→ What to work on: Set down the complete data exactly as it appears below.

→ Collected data entries:
*-*-*

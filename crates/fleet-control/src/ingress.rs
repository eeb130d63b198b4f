//! Agent callback lines.
//!
//! Agents report completions either as a marker line
//! `|:-COMMAND-:| launch_vm.sh '127' 'running' '3' 'sync'` or as a JSON
//! object `{"command": "launch_vm", "args": [...], "error": "..."}`.

use regex::Regex;
use serde::Deserialize;
use tracing::{debug, info, warn};

use crate::dispatcher::Dispatcher;

pub const COMMAND_MARKER: &str = "|:-COMMAND-:|";

#[derive(Debug, thiserror::Error)]
pub enum IngressError {
    #[error("not a callback line: {0}")]
    NotACallback(String),

    #[error("callback line has no command")]
    MissingCommand,

    #[error("invalid JSON callback: {0}")]
    Json(#[from] serde_json::Error),

    #[error("invalid callback pattern: {0}")]
    Pattern(#[from] regex::Error),
}

/// A parsed callback, ready for [`Dispatcher::dispatch`].
#[derive(Debug, Clone, PartialEq, Eq)]
pub struct Callback {
    pub command: String,
    /// Positional arguments; `args[0]` is the command name.
    pub args: Vec<String>,
    /// Failure reported by the agent itself.
    pub error: Option<String>,
}

#[derive(Debug, Deserialize)]
struct JsonCallback {
    command: String,
    #[serde(default)]
    args: Vec<String>,
    #[serde(default)]
    error: Option<String>,
}

pub struct LineParser {
    marker: Regex,
    token: Regex,
}

impl LineParser {
    pub fn new() -> Result<Self, IngressError> {
        Ok(Self {
            marker: Regex::new(&format!(r"^\s*{}\s*(.*)$", regex::escape(COMMAND_MARKER)))?,
            token: Regex::new(r"'([^']*)'|(\S+)")?,
        })
    }

    pub fn parse(&self, line: &str) -> Result<Callback, IngressError> {
        let line = line.trim();
        if line.starts_with('{') {
            return self.parse_json(line);
        }
        let rest = self
            .marker
            .captures(line)
            .and_then(|c| c.get(1))
            .ok_or_else(|| not_a_callback(line))?
            .as_str();

        let mut tokens = self.token.captures_iter(rest).filter_map(|c| {
            c.get(1)
                .or_else(|| c.get(2))
                .map(|m| m.as_str().to_string())
        });
        let script = tokens.next().ok_or(IngressError::MissingCommand)?;
        let command = command_name(&script);
        if command.is_empty() {
            return Err(IngressError::MissingCommand);
        }

        let mut args = vec![command.clone()];
        args.extend(tokens);
        Ok(Callback {
            command,
            args,
            error: None,
        })
    }

    fn parse_json(&self, line: &str) -> Result<Callback, IngressError> {
        let raw: JsonCallback = serde_json::from_str(line)?;
        let command = command_name(&raw.command);
        if command.is_empty() {
            return Err(IngressError::MissingCommand);
        }
        let mut args = raw.args;
        if args.first().map(|a| command_name(a)) != Some(command.clone()) {
            args.insert(0, command.clone());
        }
        Ok(Callback {
            command,
            args,
            error: raw.error.filter(|e| !e.is_empty()),
        })
    }
}

fn not_a_callback(line: &str) -> IngressError {
    IngressError::NotACallback(line.chars().take(80).collect())
}

/// `/opt/scripts/launch_vm.sh` -> `launch_vm`.
fn command_name(script: &str) -> String {
    let base = script.rsplit('/').next().unwrap_or(script);
    base.strip_suffix(".sh").unwrap_or(base).to_string()
}

#[derive(Debug, Clone, Copy, Default, PartialEq, Eq)]
pub struct ReplaySummary {
    pub applied: usize,
    pub failed: usize,
    pub skipped: usize,
}

/// Feed every callback of a log through the dispatcher, in order.
///
/// Blank lines and `#` comments are ignored. Lines that do not parse and
/// unknown commands count as skipped.
pub async fn replay(dispatcher: &Dispatcher, parser: &LineParser, content: &str) -> ReplaySummary {
    let mut summary = ReplaySummary::default();
    for (number, line) in content.lines().enumerate() {
        let line = line.trim();
        if line.is_empty() || line.starts_with('#') {
            continue;
        }
        let callback = match parser.parse(line) {
            Ok(callback) => callback,
            Err(e) => {
                warn!(line = number + 1, error = %e, "Skipping line");
                summary.skipped += 1;
                continue;
            }
        };
        if dispatcher.registry().lookup(&callback.command).is_none() {
            debug!(line = number + 1, command = %callback.command, "Unknown command");
            summary.skipped += 1;
            continue;
        }
        match dispatcher
            .dispatch(&callback.command, &callback.args, callback.error.as_deref())
            .await
        {
            Ok(_) => summary.applied += 1,
            Err(_) => summary.failed += 1,
        }
    }
    info!(
        applied = summary.applied,
        failed = summary.failed,
        skipped = summary.skipped,
        "Replay finished"
    );
    summary
}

*-*-*

→ Finished exercise:
filename crates/fleet-control/src/ingress.rs
repository eeb130d63b198b4f
//! Agent callback lines.
//!
//! Agents report completions either as a marker line
//! `|:-COMMAND-:| launch_vm.sh '127' 'running' '3' 'sync'` or as a JSON
//! object `{"command": "launch_vm", "args": [...], "error": "..."}`.

use regex::Regex;
use serde::Deserialize;
use tracing::{debug, info, warn};

use crate::dispatcher::Dispatcher;

pub const COMMAND_MARKER: &str = "|:-COMMAND-:|";

#[derive(Debug, thiserror::Error)]
pub enum IngressError {
    #[error("not a callback line: {0}")]
    NotACallback(String),

    #[error("callback line has no command")]
    MissingCommand,

    #[error("invalid JSON callback: {0}")]
    Json(#[from] serde_json::Error),

    #[error("invalid callback pattern: {0}")]
    Pattern(#[from] regex::Error),
}

/// A parsed callback, ready for [`Dispatcher::dispatch`].
#[derive(Debug, Clone, PartialEq, Eq)]
pub struct Callback {
    pub command: String,
    /// Positional arguments; `args[0]` is the command name.
    pub args: Vec<String>,
    /// Failure reported by the agent itself.
    pub error: Option<String>,
}

#[derive(Debug, Deserialize)]
struct JsonCallback {
    command: String,
    #[serde(default)]
    args: Vec<String>,
    #[serde(default)]
    error: Option<String>,
}

pub struct LineParser {
    marker: Regex,
    token: Regex,
}

impl LineParser {
    pub fn new() -> Result<Self, IngressError> {
        Ok(Self {
            marker: Regex::new(&format!(r"^\s*{}\s*(.*)$", regex::escape(COMMAND_MARKER)))?,
            token: Regex::new(r"'([^']*)'|(\S+)")?,
        })
    }

    pub fn parse(&self, line: &str) -> Result<Callback, IngressError> {
        let line = line.trim();
        if line.starts_with('{') {
            return self.parse_json(line);
        }
        let rest = self
            .marker
            .captures(line)
            .and_then(|c| c.get(1))
            .ok_or_else(|| not_a_callback(line))?
            .as_str();

        let mut tokens = self.token.captures_iter(rest).filter_map(|c| {
            c.get(1)
                .or_else(|| c.get(2))
                .map(|m| m.as_str().to_string())
        });
        let script = tokens.next().ok_or(IngressError::MissingCommand)?;
        let command = command_name(&script);
        if command.is_empty() {
            return Err(IngressError::MissingCommand);
        }

        let mut args = vec![command.clone()];
        args.extend(tokens);
        Ok(Callback {
            command,
            args,
            error: None,
        })
    }

    fn parse_json(&self, line: &str) -> Result<Callback, IngressError> {
        let raw: JsonCallback = serde_json::from_str(line)?;
        let command = command_name(&raw.command);
        if command.is_empty() {
            return Err(IngressError::MissingCommand);
        }
        let mut args = raw.args;
        if args.first().map(|a| command_name(a)) != Some(command.clone()) {
            args.insert(0, command.clone());
        }
        Ok(Callback {
            command,
            args,
            error: raw.error.filter(|e| !e.is_empty()),
        })
    }
}

fn not_a_callback(line: &str) -> IngressError {
    IngressError::NotACallback(line.chars().take(80).collect())
}

/// `/opt/scripts/launch_vm.sh` -> `launch_vm`.
fn command_name(script: &str) -> String {
    let base = script.rsplit('/').next().unwrap_or(script);
    base.strip_suffix(".sh").unwrap_or(base).to_string()
}

#[derive(Debug, Clone, Copy, Default, PartialEq, Eq)]
pub struct ReplaySummary {
    pub applied: usize,
    pub failed: usize,
    pub skipped: usize,
}

/// Feed every callback of a log through the dispatcher, in order.
///
/// Blank lines and `#` comments are ignored. Lines that do not parse and
/// unknown commands count as skipped.
pub async fn replay(dispatcher: &Dispatcher, parser: &LineParser, content: &str) -> ReplaySummary {
    let mut summary = ReplaySummary::default();
    for (number, line) in content.lines().enumerate() {
        let line = line.trim();
        if line.is_empty() || line.starts_with('#') {
            continue;
        }
        let callback = match parser.parse(line) {
            Ok(callback) => callback,
            Err(e) => {
                warn!(line = number + 1, error = %e, "Skipping line");
                summary.skipped += 1;
                continue;
            }
        };
        if dispatcher.registry().lookup(&callback.command).is_none() {
            debug!(line = number + 1, command = %callback.command, "Unknown command");
            summary.skipped += 1;
            continue;
        }
        match dispatcher
            .dispatch(&callback.command, &callback.args, callback.error.as_deref())
            .await
        {
            Ok(_) => summary.applied += 1,
            Err(_) => summary.failed += 1,
        }
    }
    info!(
        applied = summary.applied,
        failed = summary.failed,
        skipped = summary.skipped,
        "Replay finished"
    );
    summary
}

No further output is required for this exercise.